SBP holds rate at 11pc for third time

By Erum Zaidi
September 16, 2025
The State Banks building in Karachi. — SBP/Website/File
The State Bank's building in Karachi. — SBP/Website/File

KARACHI: Pakistan’s central bank on Monday held its key interest rate steady at 11 per cent for a third straight policy meeting, as flash floods threaten to deteriorate the inflation outlook.

The State Bank of Pakistan (SBP) adopted a cautious stance, extending a pause in its monetary easing cycle amid concerns that deadly floods could trigger price pressures, particularly food inflation, and hamper economic recovery. According to the National Disaster Management Authority (NDMA), the recent floods have claimed the lives of 972 people and have destroyed crops, livestock and homes across Punjab, with their impact now extending into Sindh.

The SBP has cut rates by 1,100 basis points (bps) since June 2024. Last time, it reduced the rate by 100bps in May 2025 and has kept them steady since then. The SBP said in a statement that the economy is in a significantly stronger position to handle the negative impacts of the floods compared to previous major flood events. However, it cautioned that the evolving macroeconomic outlook and flood-related uncertainty, especially disruption to agriculture and supply chains, have moderated growth prospects. The SBP expects the real GDP growth for the fiscal year 2026 to be near the lower end of the previously projected range of 3.25 per cent to 4.25 per cent.

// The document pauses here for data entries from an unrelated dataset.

//! The repository capability shared by every backend
//!
//! [`UserRepository`] uses RPITIT (Return Position Impl Trait In Traits) for
//! async methods, so backends are used through generics rather than trait
//! objects.
//!
//! # Example
//!
//! ```rust,ignore
//! use user_store::prelude::*;
//!
//! async fn count_active<R: UserRepository>(repo: &R) -> RepositoryResult<usize> {
//!     let filter = UserFilter::default().with_is_active(true);
//!     Ok(repo.search(&filter, &PaginationOptions::default()).await?.len())
//! }
//! ```

use std::future::Future;

use uuid::Uuid;

use super::error::RepositoryError;
use crate::models::{User, UserFilter};
use crate::pagination::PaginationOptions;

/// Result type for repository operations
pub type RepositoryResult<T> = std::result::Result<T, RepositoryError>;

/// Store of [`User`] records
///
/// Each method is one request against the store. Implementations hold no
/// mutable state between calls and may be shared by concurrent callers.
///
/// Any method may also fail with `Timeout` when the session enforces a
/// statement deadline (`database.statement_timeout_ms`) and it expires.
pub trait UserRepository: Send + Sync {
    /// Insert a new user and return it as persisted
    ///
    /// The returned user carries any values assigned by the store (a generated
    /// id, the creation time).
    ///
    /// # Errors
    ///
    /// `AlreadyExists` when the id or the normalized email is already taken,
    /// `Timeout` when the statement deadline expires, `Unknown` for any other
    /// store failure.
    fn create(&self, user: &User) -> impl Future<Output = RepositoryResult<User>> + Send;

    /// Fetch the user with the given identity
    ///
    /// # Errors
    ///
    /// `NotFound` when no user has that id, `Timeout` when the statement
    /// deadline expires.
    fn get_by_id(&self, id: Uuid) -> impl Future<Output = RepositoryResult<User>> + Send;

    /// Fetch the user with the given email, after normalization
    ///
    /// # Errors
    ///
    /// `InvalidArgument` when the email is blank, `NotFound` when no user
    /// has it.
    fn find_by_email(&self, email: &str) -> impl Future<Output = RepositoryResult<User>> + Send;

    /// Filtered, ordered, paginated search
    ///
    /// Returns an empty list rather than `NotFound` when nothing matches.
    ///
    /// # Errors
    ///
    /// `Timeout` when the statement deadline expires, `Unknown` for any other
    /// store failure.
    fn search(
        &self,
        filter: &UserFilter,
        pagination: &PaginationOptions,
    ) -> impl Future<Output = RepositoryResult<Vec<User>>> + Send;
}
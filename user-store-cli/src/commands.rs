use anyhow::{Context, Result};
use chrono::{DateTime, Utc};
use clap::Args;
use colored::Colorize;
use uuid::Uuid;

use user_store::prelude::*;

use crate::{fake, output};

#[derive(Args)]
pub struct SearchArgs {
    /// Exact email, matched case-insensitively
    #[arg(long)]
    email: Option<String>,

    /// Substring of the username, case-insensitive
    #[arg(long)]
    username: Option<String>,

    /// Words to look for in the full name
    #[arg(long, value_name = "TEXT")]
    text: Option<String>,

    /// Only active (true) or inactive (false) users
    #[arg(long)]
    active: Option<bool>,

    /// Created at or after (RFC 3339)
    #[arg(long, value_name = "TIME")]
    created_from: Option<DateTime<Utc>>,

    /// Created at or before (RFC 3339)
    #[arg(long, value_name = "TIME")]
    created_to: Option<DateTime<Utc>>,

    /// Maximum number of users, 0 for no limit
    #[arg(long, default_value_t = 20)]
    limit: i64,

    /// Number of users to skip
    #[arg(long, default_value_t = 0)]
    offset: i64,

    /// Sort field as FIELD[:asc|:desc], repeatable
    #[arg(long = "sort", value_name = "FIELD", value_parser = parse_sort_field)]
    sort: Vec<SortField>,

    /// Print JSON instead of a table
    #[arg(long)]
    json: bool,
}

impl SearchArgs {
    fn filter(&self) -> UserFilter {
        UserFilter {
            ids: Vec::new(),
            email: self.email.clone(),
            username: self.username.clone(),
            full_text: self.text.clone(),
            is_active: self.active,
            created_from: self.created_from,
            created_to: self.created_to,
        }
    }

    fn pagination(&self) -> PaginationOptions {
        PaginationOptions::builder()
            .limit(self.limit)
            .offset(self.offset)
            .sort_fields(self.sort.iter().cloned())
            .build()
    }
}

/// Parse `field`, `field:asc` or `field:desc`
pub fn parse_sort_field(value: &str) -> std::result::Result<SortField, String> {
    let (name, direction) = match value.rsplit_once(':') {
        Some((name, dir)) => match dir.to_ascii_lowercase().as_str() {
            "asc" => (name, OrderDirection::Ascending),
            "desc" => (name, OrderDirection::Descending),
            other => return Err(format!("unknown direction '{}', use asc or desc", other)),
        },
        None => (value, OrderDirection::Ascending),
    };
    if name.trim().is_empty() {
        return Err("sort field name is empty".to_string());
    }
    Ok(SortField::new(name.trim(), direction))
}

/// Create a random user, then read it back through every operation
pub async fn demo<R: UserRepository>(repo: &R) -> Result<()> {
    let user = fake::user(&mut rand::rng());
    println!("{} {}", "Creating".green().bold(), user.email);

    let created = repo.create(&user).await.context("create failed")?;
    output::print_user("created", &created);

    let by_id = repo.get_by_id(created.id).await.context("get_by_id failed")?;
    output::print_user("get_by_id", &by_id);

    let by_email = repo
        .find_by_email(&created.email)
        .await
        .context("find_by_email failed")?;
    output::print_user("find_by_email", &by_email);

    let filter = UserFilter::default()
        .with_email(created.email.as_str())
        .with_is_active(created.is_active);
    let pagination = PaginationOptions::builder()
        .limit(10)
        .offset(0)
        .sort_by(SortField::desc("email"))
        .build();
    let found = repo
        .search(&filter, &pagination)
        .await
        .context("search failed")?;

    println!("\n{} {} user(s)", "search".cyan().bold(), found.len());
    output::print_table(&found);
    Ok(())
}

pub async fn get<R: UserRepository>(repo: &R, id: Uuid) -> Result<()> {
    let user = repo.get_by_id(id).await?;
    output::print_user("get_by_id", &user);
    Ok(())
}

pub async fn find<R: UserRepository>(repo: &R, email: &str) -> Result<()> {
    let user = repo.find_by_email(email).await?;
    output::print_user("find_by_email", &user);
    Ok(())
}

pub async fn search<R: UserRepository>(repo: &R, args: SearchArgs) -> Result<()> {
    let users = repo.search(&args.filter(), &args.pagination()).await?;

    if args.json {
        println!("{}", serde_json::to_string_pretty(&users)?);
    } else {
        println!("{} {} user(s)", "search".cyan().bold(), users.len());
        output::print_table(&users);
    }
    Ok(())
}
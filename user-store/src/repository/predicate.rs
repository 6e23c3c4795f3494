//! Translation of a [`UserFilter`] into SQL predicates
//!
//! Each [`Predicate`] is a self-contained condition template with `?`
//! placeholders and the values bound to them. The list returned by
//! [`translate`] is meant to be joined with `AND`; an empty list means
//! "no constraint". Caller values never appear in the template text.
//!
//! # Example
//!
//! ```rust
//! use user_store::models::UserFilter;
//! use user_store::repository::predicate::translate;
//!
//! let filter = UserFilter::default()
//!     .with_email(" Bob@Example.com")
//!     .with_is_active(true);
//!
//! let predicates = translate(&filter);
//! assert_eq!(predicates.len(), 2);
//! assert_eq!(predicates[0].template, "email = ?");
//! assert_eq!(predicates[1].template, "is_active = ?");
//! ```

use super::row::columns;
use super::session::SqlValue;
use crate::models::UserFilter;

/// Text-search condition on the full name, `?` binds a plain phrase
pub const FULL_TEXT_TEMPLATE: &str =
    "to_tsvector('simple', coalesce(full_name, '')) @@ plainto_tsquery('simple', ?)";

/// A single boolean condition with its bound parameters
#[derive(Debug, Clone, PartialEq, Eq)]
pub struct Predicate {
    /// Condition text, one `?` per parameter
    pub template: String,
    /// Values for the placeholders, in order
    pub params: Vec<SqlValue>,
}

impl Predicate {
    /// Create a predicate
    pub fn new(template: impl Into<String>, params: Vec<SqlValue>) -> Self {
        Self {
            template: template.into(),
            params,
        }
    }

    /// `column = ?`
    pub fn eq(column: &str, value: impl Into<SqlValue>) -> Self {
        Self::new(format!("{} = ?", column), vec![value.into()])
    }

    /// `column >= ?`
    pub fn gte(column: &str, value: impl Into<SqlValue>) -> Self {
        Self::new(format!("{} >= ?", column), vec![value.into()])
    }

    /// `column <= ?`
    pub fn lte(column: &str, value: impl Into<SqlValue>) -> Self {
        Self::new(format!("{} <= ?", column), vec![value.into()])
    }

    /// `column ILIKE ?`
    pub fn ilike(column: &str, pattern: impl Into<SqlValue>) -> Self {
        Self::new(format!("{} ILIKE ?", column), vec![pattern.into()])
    }

    /// `column IN (?, ?, ...)`
    ///
    /// Callers must not pass an empty list.
    pub fn is_in<V: Into<SqlValue>>(column: &str, values: impl IntoIterator<Item = V>) -> Self {
        let params: Vec<SqlValue> = values.into_iter().map(Into::into).collect();
        let placeholders = vec!["?"; params.len()].join(", ");
        Self::new(format!("{} IN ({})", column, placeholders), params)
    }
}

/// Build the predicates for a filter
///
/// Rules are applied independently, in a fixed order: ids, email, username,
/// full text, active flag, creation lower bound, creation upper bound.
/// Absent or blank inputs produce no predicate.
pub fn translate(filter: &UserFilter) -> Vec<Predicate> {
    let mut predicates = Vec::new();

    if !filter.ids.is_empty() {
        predicates.push(Predicate::is_in(columns::ID, filter.ids.iter().copied()));
    }

    if let Some(email) = filter.normalized_email() {
        predicates.push(Predicate::eq(columns::EMAIL, email));
    }

    if let Some(pattern) = filter.username_pattern() {
        predicates.push(Predicate::ilike(columns::USERNAME, pattern));
    }

    if let Some(text) = filter.full_text_query() {
        predicates.push(Predicate::new(FULL_TEXT_TEMPLATE, vec![SqlValue::from(text)]));
    }

    if let Some(is_active) = filter.is_active {
        predicates.push(Predicate::eq(columns::IS_ACTIVE, is_active));
    }

    if let Some(from) = filter.created_from {
        predicates.push(Predicate::gte(columns::CREATED_AT, from));
    }

    if let Some(to) = filter.created_to {
        predicates.push(Predicate::lte(columns::CREATED_AT, to));
    }

    predicates
}

#[cfg(test)]
mod tests {
    use super::*;
    use chrono::{TimeZone, Utc};
    use uuid::Uuid;

    fn templates(predicates: &[Predicate]) -> Vec<&str> {
        predicates.iter().map(|p| p.template.as_str()).collect()
    }

    #[test]
    fn test_empty_filter_has_no_predicates() {
        assert!(translate(&UserFilter::default()).is_empty());
    }

    #[test]
    fn test_ids_use_one_placeholder_per_value() {
        let ids = [Uuid::new_v4(), Uuid::new_v4()];
        let predicates = translate(&UserFilter::default().with_ids(ids));
        assert_eq!(predicates.len(), 1);
        assert_eq!(predicates[0].template, "id IN (?, ?)");
        assert_eq!(
            predicates[0].params,
            vec![SqlValue::from(ids[0]), SqlValue::from(ids[1])]
        );
    }

    #[test]
    fn test_empty_id_list_is_skipped() {
        assert!(translate(&UserFilter::default().with_ids(Vec::new())).is_empty());
    }

    #[test]
    fn test_email_is_normalized() {
        let predicates = translate(&UserFilter::default().with_email("  MiXed@Case.IO "));
        assert_eq!(predicates, vec![Predicate::eq("email", "mixed@case.io")]);
    }

    #[test]
    fn test_username_is_contains_pattern() {
        let predicates = translate(&UserFilter::default().with_username(" ann "));
        assert_eq!(templates(&predicates), ["username ILIKE ?"]);
        assert_eq!(predicates[0].params, vec![SqlValue::from("%ann%")]);
    }

    #[test]
    fn test_full_text_is_bound_not_inlined() {
        let phrase = "'); DROP TABLE users; --";
        let predicates = translate(&UserFilter::default().with_full_text(phrase));
        assert_eq!(templates(&predicates), [FULL_TEXT_TEMPLATE]);
        assert!(!predicates[0].template.contains("DROP"));
        assert_eq!(predicates[0].params, vec![SqlValue::from(phrase)]);
    }

    #[test]
    fn test_blank_strings_are_skipped() {
        let filter = UserFilter::default()
            .with_email(" ")
            .with_username("")
            .with_full_text("  ");
        assert!(translate(&filter).is_empty());
    }

    #[test]
    fn test_is_active_false_is_kept() {
        let predicates = translate(&UserFilter::default().with_is_active(false));
        assert_eq!(predicates, vec![Predicate::eq("is_active", false)]);
    }

    #[test]
    fn test_created_range_is_inclusive_on_both_ends() {
        let from = Utc.with_ymd_and_hms(2024, 1, 1, 0, 0, 0).unwrap();
        let to = Utc.with_ymd_and_hms(2024, 12, 31, 23, 59, 59).unwrap();
        let predicates = translate(&UserFilter::default().created_from(from).created_to(to));
        assert_eq!(templates(&predicates), ["created_at >= ?", "created_at <= ?"]);
        assert_eq!(predicates[0].params, vec![SqlValue::from(from)]);
        assert_eq!(predicates[1].params, vec![SqlValue::from(to)]);
    }

    #[test]
    fn test_all_rules_in_fixed_order() {
        let filter = UserFilter {
            ids: vec![Uuid::new_v4()],
            email: Some("a@b.c".into()),
            username: Some("a".into()),
            full_text: Some("a".into()),
            is_active: Some(true),
            created_from: Some(Utc.with_ymd_and_hms(2024, 1, 1, 0, 0, 0).unwrap()),
            created_to: Some(Utc.with_ymd_and_hms(2025, 1, 1, 0, 0, 0).unwrap()),
        };
        assert_eq!(
            templates(&translate(&filter)),
            [
                "id IN (?)",
                "email = ?",
                "username ILIKE ?",
                FULL_TEXT_TEMPLATE,
                "is_active = ?",
                "created_at >= ?",
                "created_at <= ?",
            ]
        );
    }

    #[test]
    fn test_placeholder_count_matches_params() {
        let filter = UserFilter::default()
            .with_ids([Uuid::new_v4(), Uuid::new_v4(), Uuid::new_v4()])
            .with_username("x")
            .with_full_text("y");
        for predicate in translate(&filter) {
            assert_eq!(predicate.template.matches('?').count(), predicate.params.len());
        }
    }
}
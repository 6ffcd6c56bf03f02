// doc_transform - Error Types Module
//
// Every failure aborts the current transform and is returned to the caller.
// The only tolerated miss is deleting a field that does not exist.

use thiserror::Error;

/// Result type alias for transform operations
pub type Result<T> = std::result::Result<T, TransformError>;

/// Errors that can occur while parsing paths or transforming documents
#[derive(Debug, Error)]
pub enum TransformError {
    /// Unparseable segment, unmatched bracket or quote, empty segment
    #[error("malformed path '{path}': {reason}")]
    MalformedPath { path: String, reason: String },

    /// The path is well formed but cannot be used with the requested change
    #[error("invalid operation: {0}")]
    InvalidOperation(String),

    /// A field, filter condition or index has no match in the document
    #[error("lookup failed: {0}")]
    LookupFailed(String),

    #[error("type mismatch: expected {expected}, found {found}")]
    TypeMismatch {
        expected: &'static str,
        found: &'static str,
    },

    #[error("document nesting too deep (max {max}, found >{max})")]
    DepthExceeded { max: usize },

    #[error("JSON error: {0}")]
    Json(#[from] serde_json::Error),

    #[error("YAML error: {0}")]
    Yaml(#[from] serde_yaml::Error),
}

impl TransformError {
    pub fn malformed_path(path: &str, reason: impl Into<String>) -> Self {
        Self::MalformedPath {
            path: path.to_string(),
            reason: reason.into(),
        }
    }

    pub fn invalid_operation(msg: impl Into<String>) -> Self {
        Self::InvalidOperation(msg.into())
    }

    pub fn lookup_failed(msg: impl Into<String>) -> Self {
        Self::LookupFailed(msg.into())
    }

    pub fn type_mismatch(expected: &'static str, found: &'static str) -> Self {
        Self::TypeMismatch { expected, found }
    }

    /// Check if this error was caused by the path or change itself rather than
    /// the document contents
    pub fn is_path_error(&self) -> bool {
        matches!(
            self,
            TransformError::MalformedPath { .. } | TransformError::InvalidOperation(_)
        )
    }
}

“This temporary yet significant flood-induced supply shock, particularly to the crop sector, may push up headline inflation and the current account deficit from earlier expectation in FY26,” the SBP said.

Inflation slowed to 3.0 per cent in August from 4.1 per cent in the previous month. However, the central bank’s Monetary Policy Committee (MPC) is concerned about uncertainty related to the near-term inflation outlook. The MPC projects that inflation may exceed the upper limit of the target range of 5-7 percent for most of the second half of FY26 before returning to the target range in FY27. Nevertheless, some of the impact of rising food prices on overall inflation is likely to be mitigated by recent favourable adjustments in electricity tariffs.

“With a still-positive real rate and stable reserves, the MPC sees no need to tighten, yet the temporary spike in food inflation limits scope to cut in the near term. Barring new shocks and once inflation clearly moves back toward the target band, monetary easing is most likely from early 2026, after the flood impact fades,” said Saad Hanif, head of research at Ismail Iqbal Securities Limited.

The SBP said in the statement that the damage to crops from flooding is expected to further widen the trade deficit; however, this may be partially offset by improved market access to the US Additionally, remittances have shown resilience and may increase further, as has been observed during previous natural disasters. The SBP expects the current account deficit to remain within the earlier range of zero to 1.0 per cent of GDP. With the anticipated realisation of planned official inflows, the SBP’s foreign exchange reserves are projected to reach approximately $15.5 billion by December 2025.

Central bank officials told analysts following the interest rate decision that the remittances target of $40 billion has potential for upside; nonetheless, the bank is confident it can achieve this target under the current circumstances.

According to the SBP, of the net repayable amount of $10 billion for FY26, $1.5 billion has already been paid. Regarding the Eurobond repayment of $500 million due by the end of this month, the SBP confirmed that arrangements have been made, ensuring it won’t impact the reserves significantly.The central bank mentioned that its team is well-prepared and has completed its preparations for the upcoming review of the IMF programme, which is scheduled for this month.